- Velika Bukovica Location in Slovenia
- Coordinates: 45°32′41.83″N 14°13′28.43″E﻿ / ﻿45.5449528°N 14.2245639°E
- Country: Slovenia
- Traditional region: Inner Carniola
- Statistical region: Littoral–Inner Carniola
- Municipality: Ilirska Bistrica

Area
- • Total: 4.28 km^{2} (1.65 sq mi)
- Elevation: 475.9 m (1,561.4 ft)

Population (2002)
- • Total: 184

= Velika Bukovica =

Velika Bukovica (/sl/; Großbukowitz, Bucovizza Grande) is a village southwest of Ilirska Bistrica in the Inner Carniola region of Slovenia.

==Name==
Velika Bukovica literally means 'big Bukovica', distinguishing the settlement from neighboring Mala Bukovica (literally, 'little Bukovica').

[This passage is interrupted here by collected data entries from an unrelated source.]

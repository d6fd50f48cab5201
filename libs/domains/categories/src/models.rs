use serde::{Deserialize, Serialize};
use utoipa::ToSchema;

/// A product category
#[derive(Debug, Clone, PartialEq, Eq, Serialize, Deserialize, ToSchema)]
pub struct Category {
    /// Unique identifier
    pub id: i32,
    /// Category name
    pub name: String,
}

Bukovica is a common toponym and oronym in Slovenia. It is derived from the adjective bukov 'beech' (from bukev 'beech tree') and originally referred to the local vegetation. The Italian name of the settlement was Bucovizza Grande.

==Church==
The local church in the settlement is dedicated to Saints Cosmas and Damian and belongs to the Parish of Ilirska Bistrica.